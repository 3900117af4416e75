use std::fmt;
use std::sync::Arc;

use http::{HeaderValue, StatusCode};
use parking_lot::RwLock;
use time::OffsetDateTime;
use token_auth_http::{HttpClient, HttpError};
use url::Url;
use zeroize::{Zeroize, ZeroizeOnDrop};

use crate::clock::Clock;
use crate::error::AuthError;
use crate::hooks::{
    AuthPayloadBuilder, AuthResponseParser, DefaultPayloadBuilder, DefaultResponseParser,
};
use crate::secret::SecretString;
use crate::token::CachedToken;

#[derive(Zeroize, ZeroizeOnDrop)]
struct Credentials {
    username: String,
    password: SecretString,
}

struct ProviderState {
    credentials: Option<Credentials>,
    token: Option<CachedToken>,
    logged_out: bool,
}

/// Token lifecycle of one session.
///
/// Authenticates lazily, caches the token until it is within
/// [`VALIDITY_MARGIN`](crate::VALIDITY_MARGIN) of expiry and refuses all
/// further work after [`logout`](Self::logout).
///
/// The validity check, the authentication round-trip and the token read run
/// under one async lock, so concurrent callers that find the token stale
/// trigger a single authentication request between them.
pub struct TokenProvider {
    auth_url: Url,
    client: HttpClient,
    clock: Arc<dyn Clock>,
    payload_builder: RwLock<Arc<dyn AuthPayloadBuilder>>,
    response_parser: RwLock<Arc<dyn AuthResponseParser>>,
    state: tokio::sync::Mutex<ProviderState>,
}

impl fmt::Debug for TokenProvider {
    fn fmt(&self, f: &mut fmt::Formatter<'_>) -> fmt::Result {
        f.debug_struct("TokenProvider")
            .field("auth_url", &self.auth_url.as_str())
            .finish_non_exhaustive()
    }
}

impl TokenProvider {
    /// Create a provider. No network I/O happens until a token is needed.
    #[must_use]
    pub fn new(
        username: impl Into<String>,
        password: impl Into<String>,
        auth_url: Url,
        client: HttpClient,
        clock: Arc<dyn Clock>,
    ) -> Self {
        Self {
            auth_url,
            client,
            clock,
            payload_builder: RwLock::new(Arc::new(DefaultPayloadBuilder)),
            response_parser: RwLock::new(Arc::new(DefaultResponseParser)),
            state: tokio::sync::Mutex::new(ProviderState {
                credentials: Some(Credentials {
                    username: username.into(),
                    password: SecretString::new(password),
                }),
                token: None,
                logged_out: false,
            }),
        }
    }

    #[must_use]
    pub fn auth_url(&self) -> &Url {
        &self.auth_url
    }

    /// Make sure a valid token is cached, authenticating if it is missing or
    /// about to expire.
    ///
    /// # Errors
    ///
    /// [`AuthError::SessionClosed`] after logout (checked first), otherwise
    /// any error from [`authenticate`](Self::authenticate).
    pub async fn ensure_authenticated(&self) -> Result<(), AuthError> {
        let mut state = self.state.lock().await;
        self.ensure_valid(&mut state).await.map(|_| ())
    }

    /// Authenticate now, replacing the cached token on success.
    ///
    /// On failure the previously cached token (if any) is left untouched.
    ///
    /// # Errors
    ///
    /// - [`AuthError::SessionClosed`] after logout
    /// - [`AuthError::Unauthorized`] if the service answers `401`
    /// - [`AuthError::AuthenticationFailed`] for any other status but `200`
    /// - [`AuthError::Http`] on transport failure
    /// - [`AuthError::Hook`] if the payload builder or response parser fails
    pub async fn authenticate(&self) -> Result<(), AuthError> {
        let mut state = self.state.lock().await;
        if state.logged_out {
            return Err(AuthError::SessionClosed);
        }
        let token = self.fetch_token(&state).await?;
        state.token = Some(token);
        Ok(())
    }

    /// Value of the `Authentication` header for the next request.
    ///
    /// Check, refresh and read happen under the state lock.
    ///
    /// # Errors
    ///
    /// Same as [`ensure_authenticated`](Self::ensure_authenticated), plus
    /// [`AuthError::Http`] if the token cannot be carried in a header.
    pub async fn authorization_header(&self) -> Result<HeaderValue, AuthError> {
        let mut state = self.state.lock().await;
        let token = self.ensure_valid(&mut state).await?;
        token
            .header_value()
            .map_err(|e| AuthError::Http(HttpError::InvalidHeaderValue(e)))
    }

    /// Forget credentials and token and close the session for good.
    ///
    /// Idempotent. Waits for an in-flight authentication to finish, so no
    /// caller observes a half-cleared state.
    pub async fn logout(&self) {
        let mut state = self.state.lock().await;
        if !state.logged_out {
            tracing::info!(url = %self.auth_url, "auth session logged out");
        }
        state.credentials = None;
        state.token = None;
        state.logged_out = true;
    }

    /// Replace the payload builder used by the next authentication.
    pub fn set_payload_builder(&self, builder: impl AuthPayloadBuilder + 'static) {
        *self.payload_builder.write() = Arc::new(builder);
    }

    /// Replace the response parser used by the next authentication.
    pub fn set_response_parser(&self, parser: impl AuthResponseParser + 'static) {
        *self.response_parser.write() = Arc::new(parser);
    }

    pub(crate) fn install_hooks(
        &self,
        builder: Option<Arc<dyn AuthPayloadBuilder>>,
        parser: Option<Arc<dyn AuthResponseParser>>,
    ) {
        if let Some(builder) = builder {
            *self.payload_builder.write() = builder;
        }
        if let Some(parser) = parser {
            *self.response_parser.write() = parser;
        }
    }

    pub async fn is_logged_out(&self) -> bool {
        self.state.lock().await.logged_out
    }

    pub async fn has_credentials(&self) -> bool {
        self.state.lock().await.credentials.is_some()
    }

    /// Whether a cached token would be used without re-authenticating.
    pub async fn has_valid_token(&self) -> bool {
        let now = self.clock.now();
        self.state
            .lock()
            .await
            .token
            .as_ref()
            .is_some_and(|token| token.is_valid_at(now))
    }

    /// Expiry of the cached token, if any.
    pub async fn token_expires_at(&self) -> Option<OffsetDateTime> {
        self.state
            .lock()
            .await
            .token
            .as_ref()
            .map(CachedToken::expires_at)
    }

    async fn ensure_valid<'s>(
        &self,
        state: &'s mut ProviderState,
    ) -> Result<&'s CachedToken, AuthError> {
        if state.logged_out {
            return Err(AuthError::SessionClosed);
        }

        let now = self.clock.now();
        let token = match state.token.take() {
            Some(token) if token.is_valid_at(now) => token,
            previous => match self.fetch_token(state).await {
                Ok(fresh) => fresh,
                Err(e) => {
                    state.token = previous;
                    return Err(e);
                }
            },
        };
        Ok(state.token.insert(token))
    }

    /// One authentication round-trip. Leaves `state` untouched.
    async fn fetch_token(&self, state: &ProviderState) -> Result<CachedToken, AuthError> {
        let Some(credentials) = state.credentials.as_ref() else {
            return Err(AuthError::SessionClosed);
        };

        let builder = Arc::clone(&*self.payload_builder.read());
        let payload = builder
            .build_auth_payload(&credentials.username, credentials.password.expose())
            .map_err(AuthError::Hook)?;

        tracing::debug!(url = %self.auth_url, "authenticating");

        let response = self
            .client
            .post(self.auth_url.as_str())
            .json(&payload)?
            .send()
            .await?;

        let status = response.status();
        if status == StatusCode::UNAUTHORIZED {
            tracing::warn!(url = %self.auth_url, status = status.as_u16(), "authentication rejected");
            return Err(AuthError::Unauthorized);
        }
        if status != StatusCode::OK {
            tracing::warn!(url = %self.auth_url, status = status.as_u16(), "authentication failed");
            return Err(AuthError::AuthenticationFailed { status });
        }

        let body = response.bytes().await?;
        let received_at = self.clock.now();

        let parser = Arc::clone(&*self.response_parser.read());
        let grant = parser
            .parse_auth_response(&String::from_utf8_lossy(&body))
            .map_err(AuthError::Hook)?;

        let expires_at = received_at.checked_add(grant.expires_in).ok_or_else(|| {
            AuthError::Hook(format!("expires_in out of range: {}", grant.expires_in).into())
        })?;

        tracing::debug!(
            url = %self.auth_url,
            expires_in = grant.expires_in.whole_seconds(),
            "authenticated"
        );

        Ok(CachedToken::new(SecretString::new(grant.token), expires_at))
    }
}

====================

Task item:
Word for word, reproduce the listing above from its start up to and including the line that has "#[derive(Zeroize, ZeroizeOnDrop)]". Give only those lines.

Answer:
repository 3900117af4416e75
use std::fmt;
use std::sync::Arc;

use http::{HeaderValue, StatusCode};
use parking_lot::RwLock;
use time::OffsetDateTime;
use token_auth_http::{HttpClient, HttpError};
use url::Url;
use zeroize::{Zeroize, ZeroizeOnDrop};

use crate::clock::Clock;
use crate::error::AuthError;
use crate::hooks::{
    AuthPayloadBuilder, AuthResponseParser, DefaultPayloadBuilder, DefaultResponseParser,
};
use crate::secret::SecretString;
use crate::token::CachedToken;

#[derive(Zeroize, ZeroizeOnDrop)]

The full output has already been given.